## Exercise prompt:
The answer is the set of lines that include "when", copied from the data below.

(Items from a dataset)

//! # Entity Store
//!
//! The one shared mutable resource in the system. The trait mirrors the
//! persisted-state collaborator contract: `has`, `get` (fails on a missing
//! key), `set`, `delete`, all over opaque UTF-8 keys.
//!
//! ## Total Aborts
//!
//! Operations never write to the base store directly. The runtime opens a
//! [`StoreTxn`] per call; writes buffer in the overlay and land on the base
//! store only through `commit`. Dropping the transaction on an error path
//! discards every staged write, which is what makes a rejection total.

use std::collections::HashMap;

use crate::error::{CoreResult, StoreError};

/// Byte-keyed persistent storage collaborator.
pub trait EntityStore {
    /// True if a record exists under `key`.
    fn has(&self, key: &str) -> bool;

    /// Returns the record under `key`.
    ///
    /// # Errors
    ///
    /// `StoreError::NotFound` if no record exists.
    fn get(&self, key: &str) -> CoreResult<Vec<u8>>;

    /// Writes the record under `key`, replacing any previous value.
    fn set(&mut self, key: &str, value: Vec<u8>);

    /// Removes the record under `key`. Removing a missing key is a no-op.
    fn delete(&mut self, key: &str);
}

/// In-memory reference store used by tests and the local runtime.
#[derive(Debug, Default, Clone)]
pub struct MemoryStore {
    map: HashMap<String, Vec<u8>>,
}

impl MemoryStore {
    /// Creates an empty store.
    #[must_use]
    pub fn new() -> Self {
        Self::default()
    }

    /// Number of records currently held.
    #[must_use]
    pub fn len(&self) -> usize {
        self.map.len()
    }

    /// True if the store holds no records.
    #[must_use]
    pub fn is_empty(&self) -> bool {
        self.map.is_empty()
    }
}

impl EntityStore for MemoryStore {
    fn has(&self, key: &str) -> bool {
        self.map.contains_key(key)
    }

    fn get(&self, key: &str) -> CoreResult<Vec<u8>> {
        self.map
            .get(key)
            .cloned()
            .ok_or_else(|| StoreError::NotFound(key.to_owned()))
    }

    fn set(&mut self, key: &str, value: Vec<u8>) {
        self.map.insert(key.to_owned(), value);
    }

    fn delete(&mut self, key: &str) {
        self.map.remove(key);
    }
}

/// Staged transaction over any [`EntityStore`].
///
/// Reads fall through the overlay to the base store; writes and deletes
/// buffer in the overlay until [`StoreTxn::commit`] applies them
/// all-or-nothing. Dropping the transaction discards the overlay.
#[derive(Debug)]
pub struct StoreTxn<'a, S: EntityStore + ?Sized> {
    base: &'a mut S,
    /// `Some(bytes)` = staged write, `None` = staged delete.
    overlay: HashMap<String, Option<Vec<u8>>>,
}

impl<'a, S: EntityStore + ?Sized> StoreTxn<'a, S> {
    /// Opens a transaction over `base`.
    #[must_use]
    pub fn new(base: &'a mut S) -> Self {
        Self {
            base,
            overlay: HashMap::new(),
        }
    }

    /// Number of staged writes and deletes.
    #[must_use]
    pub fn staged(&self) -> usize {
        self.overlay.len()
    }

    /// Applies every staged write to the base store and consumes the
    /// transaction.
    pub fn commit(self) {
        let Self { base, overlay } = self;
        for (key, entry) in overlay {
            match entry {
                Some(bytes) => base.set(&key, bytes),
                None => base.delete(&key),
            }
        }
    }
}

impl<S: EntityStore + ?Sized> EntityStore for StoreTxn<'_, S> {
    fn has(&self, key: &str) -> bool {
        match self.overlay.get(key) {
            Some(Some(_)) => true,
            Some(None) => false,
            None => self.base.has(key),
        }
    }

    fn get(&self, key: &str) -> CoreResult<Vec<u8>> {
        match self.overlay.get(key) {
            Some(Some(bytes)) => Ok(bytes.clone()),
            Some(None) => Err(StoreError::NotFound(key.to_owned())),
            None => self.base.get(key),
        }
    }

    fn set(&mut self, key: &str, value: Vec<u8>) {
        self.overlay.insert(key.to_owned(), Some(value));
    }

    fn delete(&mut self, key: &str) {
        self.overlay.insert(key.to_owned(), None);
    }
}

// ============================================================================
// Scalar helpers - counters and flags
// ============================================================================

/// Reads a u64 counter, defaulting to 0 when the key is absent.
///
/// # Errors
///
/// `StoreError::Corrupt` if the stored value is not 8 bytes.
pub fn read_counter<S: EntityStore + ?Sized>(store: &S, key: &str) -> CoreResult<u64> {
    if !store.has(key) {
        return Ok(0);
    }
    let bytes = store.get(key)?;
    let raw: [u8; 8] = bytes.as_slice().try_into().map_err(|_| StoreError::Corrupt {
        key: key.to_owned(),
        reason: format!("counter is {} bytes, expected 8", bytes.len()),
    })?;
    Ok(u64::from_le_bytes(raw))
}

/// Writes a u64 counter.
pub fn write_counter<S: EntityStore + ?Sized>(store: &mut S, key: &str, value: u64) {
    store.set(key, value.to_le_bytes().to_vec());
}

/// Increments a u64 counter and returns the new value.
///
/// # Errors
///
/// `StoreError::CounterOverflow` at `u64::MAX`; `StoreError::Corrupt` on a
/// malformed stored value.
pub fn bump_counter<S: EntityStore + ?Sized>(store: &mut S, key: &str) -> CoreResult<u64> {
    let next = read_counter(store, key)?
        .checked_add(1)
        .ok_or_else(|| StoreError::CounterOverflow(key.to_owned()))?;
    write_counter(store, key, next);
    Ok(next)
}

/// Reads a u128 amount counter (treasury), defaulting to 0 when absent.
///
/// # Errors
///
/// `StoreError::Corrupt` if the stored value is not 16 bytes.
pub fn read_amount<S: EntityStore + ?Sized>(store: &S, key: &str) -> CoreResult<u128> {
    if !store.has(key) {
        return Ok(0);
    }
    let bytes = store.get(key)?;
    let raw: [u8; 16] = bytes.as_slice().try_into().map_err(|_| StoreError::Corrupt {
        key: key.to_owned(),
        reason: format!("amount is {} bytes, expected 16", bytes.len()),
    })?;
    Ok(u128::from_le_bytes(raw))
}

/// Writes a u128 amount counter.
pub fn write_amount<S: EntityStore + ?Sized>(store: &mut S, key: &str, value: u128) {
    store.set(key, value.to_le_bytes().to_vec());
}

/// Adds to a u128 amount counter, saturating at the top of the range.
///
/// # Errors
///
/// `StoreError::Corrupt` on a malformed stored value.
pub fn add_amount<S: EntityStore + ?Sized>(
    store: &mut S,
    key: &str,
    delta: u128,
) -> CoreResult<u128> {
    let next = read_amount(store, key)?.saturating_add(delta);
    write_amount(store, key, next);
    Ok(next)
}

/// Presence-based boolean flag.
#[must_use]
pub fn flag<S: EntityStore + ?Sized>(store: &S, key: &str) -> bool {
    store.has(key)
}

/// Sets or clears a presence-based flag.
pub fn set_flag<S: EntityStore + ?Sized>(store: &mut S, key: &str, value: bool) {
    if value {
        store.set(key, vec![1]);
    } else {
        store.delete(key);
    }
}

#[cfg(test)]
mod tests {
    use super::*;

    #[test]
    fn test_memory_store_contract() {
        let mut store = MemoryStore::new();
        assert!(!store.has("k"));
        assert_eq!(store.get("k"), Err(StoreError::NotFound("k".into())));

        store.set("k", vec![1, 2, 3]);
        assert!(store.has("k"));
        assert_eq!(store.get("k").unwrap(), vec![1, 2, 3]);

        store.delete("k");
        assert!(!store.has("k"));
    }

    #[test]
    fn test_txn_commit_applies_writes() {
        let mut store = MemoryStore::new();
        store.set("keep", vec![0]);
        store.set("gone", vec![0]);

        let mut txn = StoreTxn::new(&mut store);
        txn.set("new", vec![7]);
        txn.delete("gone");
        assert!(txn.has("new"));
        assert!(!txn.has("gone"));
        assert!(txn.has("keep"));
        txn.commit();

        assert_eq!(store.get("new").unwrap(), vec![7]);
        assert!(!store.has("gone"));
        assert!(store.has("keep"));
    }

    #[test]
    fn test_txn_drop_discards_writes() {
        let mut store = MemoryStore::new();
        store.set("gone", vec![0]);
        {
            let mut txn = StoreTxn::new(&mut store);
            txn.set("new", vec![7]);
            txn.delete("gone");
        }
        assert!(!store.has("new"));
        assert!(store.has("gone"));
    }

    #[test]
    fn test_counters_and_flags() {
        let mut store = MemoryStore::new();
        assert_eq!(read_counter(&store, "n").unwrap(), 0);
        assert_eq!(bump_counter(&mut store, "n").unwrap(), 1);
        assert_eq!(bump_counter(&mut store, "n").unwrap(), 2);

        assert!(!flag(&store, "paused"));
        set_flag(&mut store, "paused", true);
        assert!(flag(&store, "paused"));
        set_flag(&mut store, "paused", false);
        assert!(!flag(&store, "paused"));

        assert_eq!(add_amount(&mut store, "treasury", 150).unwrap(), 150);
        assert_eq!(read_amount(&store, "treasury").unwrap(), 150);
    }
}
--
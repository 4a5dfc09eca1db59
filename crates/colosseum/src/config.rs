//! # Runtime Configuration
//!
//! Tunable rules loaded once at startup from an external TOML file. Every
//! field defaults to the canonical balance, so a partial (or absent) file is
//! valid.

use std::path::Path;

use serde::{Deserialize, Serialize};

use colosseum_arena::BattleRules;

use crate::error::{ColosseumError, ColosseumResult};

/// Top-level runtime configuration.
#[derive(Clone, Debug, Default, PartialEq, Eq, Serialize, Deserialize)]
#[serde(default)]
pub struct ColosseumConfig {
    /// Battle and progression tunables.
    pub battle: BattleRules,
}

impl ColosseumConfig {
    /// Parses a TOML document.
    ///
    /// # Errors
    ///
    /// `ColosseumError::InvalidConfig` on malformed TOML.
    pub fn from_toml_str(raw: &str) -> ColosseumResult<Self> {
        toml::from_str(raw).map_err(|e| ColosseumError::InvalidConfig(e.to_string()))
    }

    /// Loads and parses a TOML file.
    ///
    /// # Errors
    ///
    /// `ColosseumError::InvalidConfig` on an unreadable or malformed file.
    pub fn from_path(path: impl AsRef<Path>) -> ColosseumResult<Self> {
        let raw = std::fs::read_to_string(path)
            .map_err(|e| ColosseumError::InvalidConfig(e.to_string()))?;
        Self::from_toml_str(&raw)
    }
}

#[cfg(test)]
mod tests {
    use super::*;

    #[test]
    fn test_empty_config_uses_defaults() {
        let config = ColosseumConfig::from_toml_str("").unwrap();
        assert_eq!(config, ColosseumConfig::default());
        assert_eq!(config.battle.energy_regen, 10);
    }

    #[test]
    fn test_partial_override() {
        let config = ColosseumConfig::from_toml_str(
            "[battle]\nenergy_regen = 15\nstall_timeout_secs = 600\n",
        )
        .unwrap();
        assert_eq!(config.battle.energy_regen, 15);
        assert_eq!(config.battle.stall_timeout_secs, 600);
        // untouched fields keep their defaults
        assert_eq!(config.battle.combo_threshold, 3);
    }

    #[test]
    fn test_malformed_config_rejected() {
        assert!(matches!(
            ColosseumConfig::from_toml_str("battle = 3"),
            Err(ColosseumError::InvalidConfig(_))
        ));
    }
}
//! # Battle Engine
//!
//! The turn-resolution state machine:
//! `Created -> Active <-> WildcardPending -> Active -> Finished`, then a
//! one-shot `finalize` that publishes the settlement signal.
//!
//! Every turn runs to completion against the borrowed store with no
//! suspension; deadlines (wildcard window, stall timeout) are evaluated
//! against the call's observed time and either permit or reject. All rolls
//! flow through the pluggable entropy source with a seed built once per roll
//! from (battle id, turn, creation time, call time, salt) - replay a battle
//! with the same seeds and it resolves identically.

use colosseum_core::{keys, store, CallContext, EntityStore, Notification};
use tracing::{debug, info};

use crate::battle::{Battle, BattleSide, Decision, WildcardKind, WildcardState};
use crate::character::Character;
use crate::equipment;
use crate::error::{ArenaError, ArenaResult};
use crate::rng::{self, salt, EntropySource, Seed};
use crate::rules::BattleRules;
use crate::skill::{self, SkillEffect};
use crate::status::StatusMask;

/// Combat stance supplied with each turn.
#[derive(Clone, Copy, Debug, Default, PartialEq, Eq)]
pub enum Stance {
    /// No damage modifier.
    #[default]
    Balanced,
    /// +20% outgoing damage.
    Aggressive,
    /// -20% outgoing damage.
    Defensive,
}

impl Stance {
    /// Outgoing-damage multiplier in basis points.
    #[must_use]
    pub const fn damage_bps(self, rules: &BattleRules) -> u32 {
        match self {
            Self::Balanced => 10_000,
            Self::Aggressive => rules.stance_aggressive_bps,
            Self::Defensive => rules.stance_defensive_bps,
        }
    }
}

## Written answer:
/// Reads a u64 counter, defaulting to 0 when the key is absent.
/// Reads a u128 amount counter (treasury), defaulting to 0 when absent.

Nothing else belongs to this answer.